A porphomethene inhibitor of uroporphyrinogen decarboxylase causes porphyria cutanea tarda

Abstract
Porphyria cutanea tarda (PCT), the most common form of porphyria in humans, is due to reduced activity of uroporphyrinogen decarboxylase (URO-D) in the liver. Previous studies have demonstrated that protein levels of URO-D do not change when catalytic activity is reduced, suggesting that an inhibitor of URO-D is generated in hepatocytes.
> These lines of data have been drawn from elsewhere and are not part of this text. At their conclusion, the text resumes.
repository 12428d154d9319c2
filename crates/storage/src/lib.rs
pub mod error;
pub mod memory;
pub mod schema;
pub mod sqlite;
pub mod traits;

pub use error::StorageError;
pub use memory::MemoryStore;
pub use sqlite::SqliteStore;
pub use traits::*;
Here, we describe the identification and characterization of an inhibitor of URO-D in liver cytosolic extracts from two murine models of PCT: wild-type mice treated with iron, delta-aminolevulinic acid, and polychlorinated biphenyls; and mice with one null allele of Uro-d and two null alleles of the hemochromatosis gene (Uro-d(+/-), Hfe(-/-)) that develop PCT with no treatments. In both models, we identified an inhibitor of recombinant human URO-D (rhURO-D). The inhibitor was characterized by solid-phase extraction, chromatography, UV-visible spectroscopy, and mass spectroscopy and proved to be uroporphomethene, a compound in which one bridge carbon in the uroporphyrinogen macrocycle is oxidized. We synthesized uroporphomethene by photooxidation of enzymatically generated uroporphyrinogen I or III. Both uroporphomethenes inhibited rhURO-D, but the III isomer porphomethene was a more potent inhibitor. Finally, we detected an inhibitor of rhURO-D in cytosolic extracts of liver biopsy samples of patients with PCT. These studies define the mechanism underlying clinical expression of the PCT phenotype, namely oxidation of uroporphyrinogen to uroporphomethene, a competitive inhibitor of URO-D. The oxidation reaction is iron-dependent.